For Lei Yuli's family, the sport is a hobby. Eight-year-old Lei Tianxiang has won matches in the province since the age of three.
"We first began in a game for families, says dad Lei Yuli. "I told him it was finding treasures. He ran 2.8 kilometers without stopping while he was three."
In Wuhan, clubs and teams can find many places for training, mostly in mountains, sometimes in a park. The team of China Central Normal University trains four times a week.
"When we first began training as freshmen, we always got lost. It was very frustrating. I've got lost in both training and formal matches. But my best score was No.1 in the national championship this August," says Peng Ying, the team leader, who is a third-year sports major.
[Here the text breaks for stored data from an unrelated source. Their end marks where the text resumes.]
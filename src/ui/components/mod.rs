mod piece;
mod square;

pub use piece::{piece_svg_path, render_piece};
pub use square::render_square;
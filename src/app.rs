//! Application setup and window creation.

use gpui::{App, Bounds, WindowBounds, WindowOptions, prelude::*, px, size};
use gpui_component::Root;
use log::{error, info};

use crate::config::ClientConfig;
use crate::models::GameModel;
use crate::remote::{self, RemoteWorker};
use crate::ui::views::ChessBoardView;

/// Initialize and run the chess client
pub fn run(cx: &mut App, config: ClientConfig) {
    gpui_component::init(cx);

    let authority = match remote::connect(&config) {
        Ok(authority) => authority,
        Err(e) => {
            error!("cannot set up move authority: {}", e);
            cx.quit();
            return;
        }
    };
    let worker = match RemoteWorker::spawn(authority) {
        Ok(worker) => worker,
        Err(e) => {
            error!("cannot start move authority worker: {}", e);
            cx.quit();
            return;
        }
    };
    info!(
        "playing {} against {}",
        config.player.name(),
        if config.offline { "the built-in bot" } else { config.server_url.as_str() }
    );

    // Create the game model; this also starts the first game
    let model = cx.new(|cx| GameModel::new(&config, worker, cx));

    let bounds = Bounds::centered(None, size(px(900.0), px(620.0)), cx);
    let opened = cx.open_window(
        WindowOptions {
            window_bounds: Some(WindowBounds::Windowed(bounds)),
            ..Default::default()
        },
        |window, cx| {
            let view = cx.new(|cx| ChessBoardView::new(model, cx));
            cx.new(|cx| Root::new(view, window, cx))
        },
    );
    if let Err(e) = opened {
        error!("failed to open window: {}", e);
        cx.quit();
    }
}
"Orienteering is a fashionable and young sport," says coach Pang Yanli says. "It matches well with college students' pursuit of new things, freedom and self-challenging."
Orienteering has been a public sport in China since the late 1980s, though a national association was formed only after 2000.
"As one of the youngest sports in the State Sport Administration, orienteering has developed from primary level matches to professional ones, like the national championship and youth championship, and then to tourism-related matches for the public," says Zhang Guangshuo, project manager of the Chinese Radio Sports & Orienteering Association.
For families like the Leis, orienteering represents a bond of love.